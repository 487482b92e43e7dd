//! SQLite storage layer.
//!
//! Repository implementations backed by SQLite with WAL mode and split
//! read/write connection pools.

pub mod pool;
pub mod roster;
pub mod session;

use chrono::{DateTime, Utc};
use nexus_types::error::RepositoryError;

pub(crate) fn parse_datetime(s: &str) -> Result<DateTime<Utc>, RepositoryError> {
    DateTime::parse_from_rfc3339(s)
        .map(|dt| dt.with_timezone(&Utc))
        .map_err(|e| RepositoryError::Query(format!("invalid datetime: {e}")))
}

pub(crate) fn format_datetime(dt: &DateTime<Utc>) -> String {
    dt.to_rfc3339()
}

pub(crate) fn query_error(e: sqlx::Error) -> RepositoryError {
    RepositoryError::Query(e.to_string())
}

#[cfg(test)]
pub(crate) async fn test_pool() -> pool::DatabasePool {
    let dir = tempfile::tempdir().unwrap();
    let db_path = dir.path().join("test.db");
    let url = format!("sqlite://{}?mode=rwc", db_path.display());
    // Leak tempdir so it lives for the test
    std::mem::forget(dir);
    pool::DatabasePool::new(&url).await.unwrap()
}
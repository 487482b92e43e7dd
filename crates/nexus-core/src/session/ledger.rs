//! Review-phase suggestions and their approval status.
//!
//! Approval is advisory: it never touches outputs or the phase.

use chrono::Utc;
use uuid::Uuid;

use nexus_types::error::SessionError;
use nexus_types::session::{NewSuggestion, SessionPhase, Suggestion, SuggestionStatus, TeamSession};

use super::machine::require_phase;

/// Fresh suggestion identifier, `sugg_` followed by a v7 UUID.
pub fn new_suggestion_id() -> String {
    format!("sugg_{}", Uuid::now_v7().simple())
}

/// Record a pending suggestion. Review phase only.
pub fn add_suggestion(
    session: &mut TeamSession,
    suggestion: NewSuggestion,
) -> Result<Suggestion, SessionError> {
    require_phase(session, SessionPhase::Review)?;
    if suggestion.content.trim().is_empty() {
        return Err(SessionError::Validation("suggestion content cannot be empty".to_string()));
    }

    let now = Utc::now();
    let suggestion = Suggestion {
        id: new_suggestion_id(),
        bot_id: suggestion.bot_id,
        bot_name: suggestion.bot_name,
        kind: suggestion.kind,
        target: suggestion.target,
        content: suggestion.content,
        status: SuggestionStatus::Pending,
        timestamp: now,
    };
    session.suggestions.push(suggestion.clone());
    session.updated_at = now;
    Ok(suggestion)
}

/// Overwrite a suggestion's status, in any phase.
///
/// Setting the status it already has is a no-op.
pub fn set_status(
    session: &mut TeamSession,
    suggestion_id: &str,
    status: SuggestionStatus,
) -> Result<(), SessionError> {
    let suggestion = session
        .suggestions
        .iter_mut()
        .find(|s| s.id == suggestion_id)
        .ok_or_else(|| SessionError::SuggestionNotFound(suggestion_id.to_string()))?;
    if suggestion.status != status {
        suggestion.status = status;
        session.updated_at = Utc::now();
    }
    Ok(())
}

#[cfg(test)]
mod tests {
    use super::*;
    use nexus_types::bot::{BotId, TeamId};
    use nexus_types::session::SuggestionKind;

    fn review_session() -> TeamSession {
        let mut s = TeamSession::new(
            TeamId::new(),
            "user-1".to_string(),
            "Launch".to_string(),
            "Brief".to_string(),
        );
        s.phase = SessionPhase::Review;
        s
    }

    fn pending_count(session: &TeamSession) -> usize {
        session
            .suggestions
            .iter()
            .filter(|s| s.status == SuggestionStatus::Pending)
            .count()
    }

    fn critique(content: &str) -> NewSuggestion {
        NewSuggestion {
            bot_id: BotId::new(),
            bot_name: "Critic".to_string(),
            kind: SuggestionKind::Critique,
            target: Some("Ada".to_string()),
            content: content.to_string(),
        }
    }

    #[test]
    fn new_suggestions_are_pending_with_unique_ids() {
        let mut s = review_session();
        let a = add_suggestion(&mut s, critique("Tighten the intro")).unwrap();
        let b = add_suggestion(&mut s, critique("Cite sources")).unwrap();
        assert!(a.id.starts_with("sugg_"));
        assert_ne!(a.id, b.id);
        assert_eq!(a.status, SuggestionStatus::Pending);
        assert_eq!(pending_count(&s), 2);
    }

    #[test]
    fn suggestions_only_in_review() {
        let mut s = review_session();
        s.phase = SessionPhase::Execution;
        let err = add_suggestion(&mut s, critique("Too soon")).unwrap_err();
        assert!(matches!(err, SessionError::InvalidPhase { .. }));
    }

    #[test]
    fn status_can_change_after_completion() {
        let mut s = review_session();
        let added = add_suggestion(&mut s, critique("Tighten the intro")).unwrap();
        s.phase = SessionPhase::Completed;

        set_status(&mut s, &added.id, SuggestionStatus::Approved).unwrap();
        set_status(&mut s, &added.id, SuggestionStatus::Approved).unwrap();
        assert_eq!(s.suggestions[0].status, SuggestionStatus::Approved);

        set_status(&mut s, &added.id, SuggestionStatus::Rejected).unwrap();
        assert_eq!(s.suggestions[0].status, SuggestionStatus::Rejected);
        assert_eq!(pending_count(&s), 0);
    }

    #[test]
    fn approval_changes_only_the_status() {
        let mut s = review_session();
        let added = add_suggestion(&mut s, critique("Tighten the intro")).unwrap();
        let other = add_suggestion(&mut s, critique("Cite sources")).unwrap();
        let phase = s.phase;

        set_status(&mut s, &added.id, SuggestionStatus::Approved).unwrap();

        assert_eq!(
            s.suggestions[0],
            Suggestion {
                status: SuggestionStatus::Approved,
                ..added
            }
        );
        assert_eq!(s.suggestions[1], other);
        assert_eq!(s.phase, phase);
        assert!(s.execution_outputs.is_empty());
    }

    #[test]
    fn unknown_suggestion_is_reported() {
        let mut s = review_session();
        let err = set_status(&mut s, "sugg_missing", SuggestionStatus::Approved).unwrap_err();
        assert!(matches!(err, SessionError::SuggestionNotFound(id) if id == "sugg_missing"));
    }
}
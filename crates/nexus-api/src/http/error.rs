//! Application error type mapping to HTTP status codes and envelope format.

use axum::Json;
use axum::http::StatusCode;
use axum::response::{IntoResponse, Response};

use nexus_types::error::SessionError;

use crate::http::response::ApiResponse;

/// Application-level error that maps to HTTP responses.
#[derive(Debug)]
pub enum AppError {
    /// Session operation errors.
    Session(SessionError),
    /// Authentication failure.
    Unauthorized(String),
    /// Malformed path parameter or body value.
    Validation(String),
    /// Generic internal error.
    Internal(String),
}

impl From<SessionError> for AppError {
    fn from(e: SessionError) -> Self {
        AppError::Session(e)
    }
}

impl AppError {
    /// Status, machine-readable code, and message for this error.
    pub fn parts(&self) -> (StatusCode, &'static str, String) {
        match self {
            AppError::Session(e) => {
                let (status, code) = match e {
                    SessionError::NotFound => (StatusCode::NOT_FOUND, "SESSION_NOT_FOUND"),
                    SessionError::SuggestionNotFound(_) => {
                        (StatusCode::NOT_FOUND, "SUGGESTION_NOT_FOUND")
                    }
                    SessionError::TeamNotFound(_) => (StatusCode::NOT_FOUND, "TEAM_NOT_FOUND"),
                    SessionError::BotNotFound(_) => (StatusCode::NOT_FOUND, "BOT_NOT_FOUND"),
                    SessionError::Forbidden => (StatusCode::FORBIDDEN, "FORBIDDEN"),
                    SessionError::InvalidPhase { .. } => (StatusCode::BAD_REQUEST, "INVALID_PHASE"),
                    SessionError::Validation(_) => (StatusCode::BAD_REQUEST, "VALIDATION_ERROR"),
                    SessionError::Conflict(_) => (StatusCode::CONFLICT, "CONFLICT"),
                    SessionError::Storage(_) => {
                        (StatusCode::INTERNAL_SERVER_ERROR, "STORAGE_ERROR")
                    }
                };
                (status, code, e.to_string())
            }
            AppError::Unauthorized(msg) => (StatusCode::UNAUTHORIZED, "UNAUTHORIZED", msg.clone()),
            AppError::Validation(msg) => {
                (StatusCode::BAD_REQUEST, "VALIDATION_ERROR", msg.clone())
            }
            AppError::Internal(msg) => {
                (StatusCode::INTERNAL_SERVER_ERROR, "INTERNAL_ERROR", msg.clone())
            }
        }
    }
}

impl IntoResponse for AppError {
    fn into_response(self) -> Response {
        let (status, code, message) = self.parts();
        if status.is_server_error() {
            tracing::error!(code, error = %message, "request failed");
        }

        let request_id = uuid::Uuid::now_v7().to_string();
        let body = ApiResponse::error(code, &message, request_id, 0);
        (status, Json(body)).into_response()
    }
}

*Task to carry out*: Go through the records above and copy every line with the word "target".

*Completed task*:
        target: suggestion.target,
            target: Some("Ada".to_string()),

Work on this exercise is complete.